(Stored data)
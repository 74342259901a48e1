use std::thread;
use std::time::Duration;

use tracing::{debug, info};

use super::config::{DEFAULT_DELAY, RunConfig};
use super::universe::Universe;
use crate::rendering::{RenderError, Renderer};

/// Pacing and length of a run
#[derive(Clone, Copy, Debug, PartialEq, Eq)]
pub struct SimulationConfig {
    pub generations: u64,
    pub delay: Duration,
    /// Stop as soon as a step leaves the grid unchanged
    pub stop_when_stable: bool,
}

impl Default for SimulationConfig {
    fn default() -> Self {
        Self {
            generations: 100,
            delay: DEFAULT_DELAY,
            stop_when_stable: false,
        }
    }
}

impl From<&RunConfig> for SimulationConfig {
    fn from(config: &RunConfig) -> Self {
        Self {
            generations: config.generations,
            delay: config.delay,
            stop_when_stable: config.stop_when_stable,
        }
    }
}

/// What a finished run looked like
#[derive(Clone, Copy, Debug, PartialEq, Eq)]
pub struct RunSummary {
    pub generations_run: u64,
    pub final_population: usize,
    /// The grid stopped changing before the requested generation count
    pub stabilized: bool,
}

/// Simulation drives a universe: render, step, pause, for a fixed number of generations.
pub struct Simulation {
    config: SimulationConfig,
    steps: u64,
    stabilized: bool,
    update_timer: f32,
}

impl Simulation {
    pub fn new(config: SimulationConfig) -> Self {
        Self {
            config,
            steps: 0,
            stabilized: false,
            update_timer: 0.0,
        }
    }

    pub fn config(&self) -> &SimulationConfig {
        &self.config
    }

    pub fn steps(&self) -> u64 {
        self.steps
    }

    pub fn is_finished(&self) -> bool {
        self.steps >= self.config.generations || self.stabilized
    }

    /// Blocking loop for text output
    pub fn run<R: Renderer + ?Sized>(
        &mut self,
        universe: &mut Universe,
        renderer: &mut R,
    ) -> Result<RunSummary, RenderError> {
        info!(
            generations = self.config.generations,
            delay_ms = self.config.delay.as_millis() as u64,
            "starting simulation"
        );

        while !self.is_finished() {
            renderer.render(universe.generation(), universe.snapshot())?;
            self.advance(universe);
            if !self.config.delay.is_zero() {
                thread::sleep(self.config.delay);
            }
        }

        let summary = self.summary(universe);
        info!(
            generations_run = summary.generations_run,
            final_population = summary.final_population,
            stabilized = summary.stabilized,
            "simulation finished"
        );
        Ok(summary)
    }

    /// Frame-driven stepping for event loops: accumulates `delta_time` seconds
    /// and advances once per elapsed delay. Returns `true` if a step happened.
    pub fn tick(&mut self, universe: &mut Universe, delta_time: f32) -> bool {
        if self.is_finished() {
            return false;
        }

        self.update_timer += delta_time;
        if self.update_timer < self.config.delay.as_secs_f32() {
            return false;
        }

        self.update_timer = 0.0;
        self.advance(universe);
        true
    }

    pub fn summary(&self, universe: &Universe) -> RunSummary {
        RunSummary {
            generations_run: self.steps,
            final_population: universe.population(),
            stabilized: self.stabilized,
        }
    }

    fn advance(&mut self, universe: &mut Universe) {
        let changed = universe.step_generation();
        self.steps += 1;
        if self.config.stop_when_stable && !changed {
            debug!(generation = universe.generation(), "grid is stable");
            self.stabilized = true;
        }
    }
}

#[cfg(test)]
mod tests {
    use super::*;
    use crate::domain::{Grid, presets};
    use crate::rendering::RecordingRenderer;

    fn config(generations: u64, stop_when_stable: bool) -> SimulationConfig {
        SimulationConfig {
            generations,
            delay: Duration::ZERO,
            stop_when_stable,
        }
    }

    #[test]
    fn test_renders_once_per_generation() {
        let mut universe = Universe::new(5, 5);
        universe.place_pattern(&presets::blinker());
        let mut renderer = RecordingRenderer::default();

        let summary = Simulation::new(config(4, false))
            .run(&mut universe, &mut renderer)
            .unwrap();

        assert_eq!(renderer.frames.len(), 4);
        let generations: Vec<u64> = renderer.frames.iter().map(|(g, _)| *g).collect();
        assert_eq!(generations, vec![0, 1, 2, 3]);
        assert_eq!(summary.generations_run, 4);
        assert_eq!(summary.final_population, 3);
        assert!(!summary.stabilized);
        assert_eq!(universe.generation(), 4);
    }

    #[test]
    fn test_first_frame_is_initial_grid() {
        let mut universe = Universe::from_grid(Grid::from_digit_rows(&["000", "111", "000"]));
        let mut renderer = RecordingRenderer::default();
        Simulation::new(config(1, false))
            .run(&mut universe, &mut renderer)
            .unwrap();

        assert_eq!(renderer.frames[0].1, Grid::from_digit_rows(&["000", "111", "000"]));
        assert_eq!(universe.snapshot(), &Grid::from_digit_rows(&["010", "010", "010"]));
    }

    #[test]
    fn test_stops_when_stable() {
        let mut universe = Universe::new(4, 4);
        universe.place_pattern(&presets::block());
        let mut renderer = RecordingRenderer::default();

        let summary = Simulation::new(config(50, true))
            .run(&mut universe, &mut renderer)
            .unwrap();

        assert_eq!(summary.generations_run, 1);
        assert!(summary.stabilized);
        assert_eq!(renderer.frames.len(), 1);
    }

    #[test]
    fn test_tick_waits_for_delay() {
        let mut universe = Universe::new(5, 5);
        universe.place_pattern(&presets::blinker());
        let mut simulation = Simulation::new(SimulationConfig {
            generations: 2,
            delay: Duration::from_millis(200),
            stop_when_stable: false,
        });

        assert!(!simulation.tick(&mut universe, 0.1));
        assert!(simulation.tick(&mut universe, 0.15));
        assert!(simulation.tick(&mut universe, 0.5));
        assert!(simulation.is_finished());
        assert!(!simulation.tick(&mut universe, 1.0));
        assert_eq!(universe.generation(), 2);
    }
}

◆ Task goal
Each line of the data should be reproduced exactly as it appears.

◆ Result of this exercise
repository 74342259901a48e1
use std::thread;
use std::time::Duration;

use tracing::{debug, info};

use super::config::{DEFAULT_DELAY, RunConfig};
use super::universe::Universe;
use crate::rendering::{RenderError, Renderer};

/// Pacing and length of a run
#[derive(Clone, Copy, Debug, PartialEq, Eq)]
pub struct SimulationConfig {
    pub generations: u64,
    pub delay: Duration,
    /// Stop as soon as a step leaves the grid unchanged
    pub stop_when_stable: bool,
}

impl Default for SimulationConfig {
    fn default() -> Self {
        Self {
            generations: 100,
            delay: DEFAULT_DELAY,
            stop_when_stable: false,
        }
    }
}

impl From<&RunConfig> for SimulationConfig {
    fn from(config: &RunConfig) -> Self {
        Self {
            generations: config.generations,
            delay: config.delay,
            stop_when_stable: config.stop_when_stable,
        }
    }
}

/// What a finished run looked like
#[derive(Clone, Copy, Debug, PartialEq, Eq)]
pub struct RunSummary {
    pub generations_run: u64,
    pub final_population: usize,
    /// The grid stopped changing before the requested generation count
    pub stabilized: bool,
}

/// Simulation drives a universe: render, step, pause, for a fixed number of generations.
pub struct Simulation {
    config: SimulationConfig,
    steps: u64,
    stabilized: bool,
    update_timer: f32,
}

impl Simulation {
    pub fn new(config: SimulationConfig) -> Self {
        Self {
            config,
            steps: 0,
            stabilized: false,
            update_timer: 0.0,
        }
    }

    pub fn config(&self) -> &SimulationConfig {
        &self.config
    }

    pub fn steps(&self) -> u64 {
        self.steps
    }

    pub fn is_finished(&self) -> bool {
        self.steps >= self.config.generations || self.stabilized
    }

    /// Blocking loop for text output
    pub fn run<R: Renderer + ?Sized>(
        &mut self,
        universe: &mut Universe,
        renderer: &mut R,
    ) -> Result<RunSummary, RenderError> {
        info!(
            generations = self.config.generations,
            delay_ms = self.config.delay.as_millis() as u64,
            "starting simulation"
        );

        while !self.is_finished() {
            renderer.render(universe.generation(), universe.snapshot())?;
            self.advance(universe);
            if !self.config.delay.is_zero() {
                thread::sleep(self.config.delay);
            }
        }

        let summary = self.summary(universe);
        info!(
            generations_run = summary.generations_run,
            final_population = summary.final_population,
            stabilized = summary.stabilized,
            "simulation finished"
        );
        Ok(summary)
    }

    /// Frame-driven stepping for event loops: accumulates `delta_time` seconds
    /// and advances once per elapsed delay. Returns `true` if a step happened.
    pub fn tick(&mut self, universe: &mut Universe, delta_time: f32) -> bool {
        if self.is_finished() {
            return false;
        }

        self.update_timer += delta_time;
        if self.update_timer < self.config.delay.as_secs_f32() {
            return false;
        }

        self.update_timer = 0.0;
        self.advance(universe);
        true
    }

    pub fn summary(&self, universe: &Universe) -> RunSummary {
        RunSummary {
            generations_run: self.steps,
            final_population: universe.population(),
            stabilized: self.stabilized,
        }
    }

    fn advance(&mut self, universe: &mut Universe) {
        let changed = universe.step_generation();
        self.steps += 1;
        if self.config.stop_when_stable && !changed {
            debug!(generation = universe.generation(), "grid is stable");
            self.stabilized = true;
        }
    }
}

#[cfg(test)]
mod tests {
    use super::*;
    use crate::domain::{Grid, presets};
    use crate::rendering::RecordingRenderer;

    fn config(generations: u64, stop_when_stable: bool) -> SimulationConfig {
        SimulationConfig {
            generations,
            delay: Duration::ZERO,
            stop_when_stable,
        }
    }

    #[test]
    fn test_renders_once_per_generation() {
        let mut universe = Universe::new(5, 5);
        universe.place_pattern(&presets::blinker());
        let mut renderer = RecordingRenderer::default();

        let summary = Simulation::new(config(4, false))
            .run(&mut universe, &mut renderer)
            .unwrap();

        assert_eq!(renderer.frames.len(), 4);
        let generations: Vec<u64> = renderer.frames.iter().map(|(g, _)| *g).collect();
        assert_eq!(generations, vec![0, 1, 2, 3]);
        assert_eq!(summary.generations_run, 4);
        assert_eq!(summary.final_population, 3);
        assert!(!summary.stabilized);
        assert_eq!(universe.generation(), 4);
    }

    #[test]
    fn test_first_frame_is_initial_grid() {
        let mut universe = Universe::from_grid(Grid::from_digit_rows(&["000", "111", "000"]));
        let mut renderer = RecordingRenderer::default();
        Simulation::new(config(1, false))
            .run(&mut universe, &mut renderer)
            .unwrap();

        assert_eq!(renderer.frames[0].1, Grid::from_digit_rows(&["000", "111", "000"]));
        assert_eq!(universe.snapshot(), &Grid::from_digit_rows(&["010", "010", "010"]));
    }

    #[test]
    fn test_stops_when_stable() {
        let mut universe = Universe::new(4, 4);
        universe.place_pattern(&presets::block());
        let mut renderer = RecordingRenderer::default();

        let summary = Simulation::new(config(50, true))
            .run(&mut universe, &mut renderer)
            .unwrap();

        assert_eq!(summary.generations_run, 1);
        assert!(summary.stabilized);
        assert_eq!(renderer.frames.len(), 1);
    }

    #[test]
    fn test_tick_waits_for_delay() {
        let mut universe = Universe::new(5, 5);
        universe.place_pattern(&presets::blinker());
        let mut simulation = Simulation::new(SimulationConfig {
            generations: 2,
            delay: Duration::from_millis(200),
            stop_when_stable: false,
        });

        assert!(!simulation.tick(&mut universe, 0.1));
        assert!(simulation.tick(&mut universe, 0.15));
        assert!(simulation.tick(&mut universe, 0.5));
        assert!(simulation.is_finished());
        assert!(!simulation.tick(&mut universe, 1.0));
        assert_eq!(universe.generation(), 2);
    }
}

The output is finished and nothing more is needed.